--- RECORDS FOR PROCESSING ---

//! Directed links from a bridge to the things it can advertise to.

use std::fmt;

use crate::{ConfigMessage, NodeId, Outbox};

/// A shared broadcast segment (LAN) identifier.
#[derive(Debug, Clone, Copy, PartialEq, Eq, PartialOrd, Ord, Hash, Default)]
#[cfg_attr(feature = "serde", derive(serde::Serialize, serde::Deserialize))]
#[cfg_attr(feature = "serde", serde(transparent))]
pub struct SegmentId(pub u32);

impl SegmentId {
    /// The id as an array index.
    pub const fn index(self) -> usize {
        self.0 as usize
    }
}

impl fmt::Display for SegmentId {
    fn fmt(&self, f: &mut fmt::Formatter<'_>) -> fmt::Result {
        write!(f, "lan{}", self.0)
    }
}

/// The far end of a link.
#[derive(Debug, Clone, Copy, PartialEq, Eq, Hash)]
pub enum Peer {
    /// Point-to-point link to another bridge
    Bridge(NodeId),
    /// Attachment to a shared segment
    Segment(SegmentId),
}

/// A directed adjacency from a bridge to a peer, with the peer's outbox and
/// a relay gate.
///
/// The gate is closed on the link the bridge's current best route came in
/// on, so the bridge never echoes a route back where it learned it.
#[derive(Debug, Clone)]
pub struct NeighborLink {
    peer: Peer,
    outbox: Outbox,
    can_send: bool,
}

impl NeighborLink {
    /// An open link to `peer`.
    pub fn new(peer: Peer, outbox: Outbox) -> Self {
        Self {
            peer,
            outbox,
            can_send: true,
        }
    }

    /// The far end.
    pub fn peer(&self) -> Peer {
        self.peer
    }

    /// Whether the bridge may relay on this link.
    pub fn can_send(&self) -> bool {
        self.can_send
    }

    pub(crate) fn set_can_send(&mut self, can_send: bool) {
        self.can_send = can_send;
    }

    /// Point the link at a replacement mailbox.
    pub(crate) fn retarget(&mut self, outbox: Outbox) {
        self.outbox = outbox;
    }

    pub(crate) fn post(&self, msg: ConfigMessage) -> bool {
        self.outbox.post(msg)
    }
}
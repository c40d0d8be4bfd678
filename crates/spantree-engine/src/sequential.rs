//! Deterministic round-by-round engine.

use crate::rounds::run_rounds;
use crate::{Engine, EngineConfig, Result, RunReport, Topology};

/// Runs every bridge in id order, one synchronous round at a time.
///
/// The same topology always yields the same tree, round count and trace.
#[derive(Debug, Clone, Default)]
pub struct SequentialEngine {
    config: EngineConfig,
}

impl SequentialEngine {
    pub fn new(config: EngineConfig) -> Self {
        Self { config }
    }

    pub fn config(&self) -> &EngineConfig {
        &self.config
    }
}

impl Engine for SequentialEngine {
    type Network = Topology;

    fn name(&self) -> &'static str {
        "sequential"
    }

    fn run(&self, topology: &mut Topology) -> Result<RunReport> {
        self.config.validate()?;
        Ok(run_rounds(self.name(), topology, &self.config))
    }
}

---

◆ **REQUIREMENT**:
After locating the line with "fn fmt(&self, f: &mut" in the material above, return it and each line after it exactly, ending at the line with "route came in".

◆ **EXERCISE ANSWER**:
    fn fmt(&self, f: &mut fmt::Formatter<'_>) -> fmt::Result {
        write!(f, "lan{}", self.0)
    }
}

/// The far end of a link.
#[derive(Debug, Clone, Copy, PartialEq, Eq, Hash)]
pub enum Peer {
    /// Point-to-point link to another bridge
    Bridge(NodeId),
    /// Attachment to a shared segment
    Segment(SegmentId),
}

/// A directed adjacency from a bridge to a peer, with the peer's outbox and
/// a relay gate.
///
/// The gate is closed on the link the bridge's current best route came in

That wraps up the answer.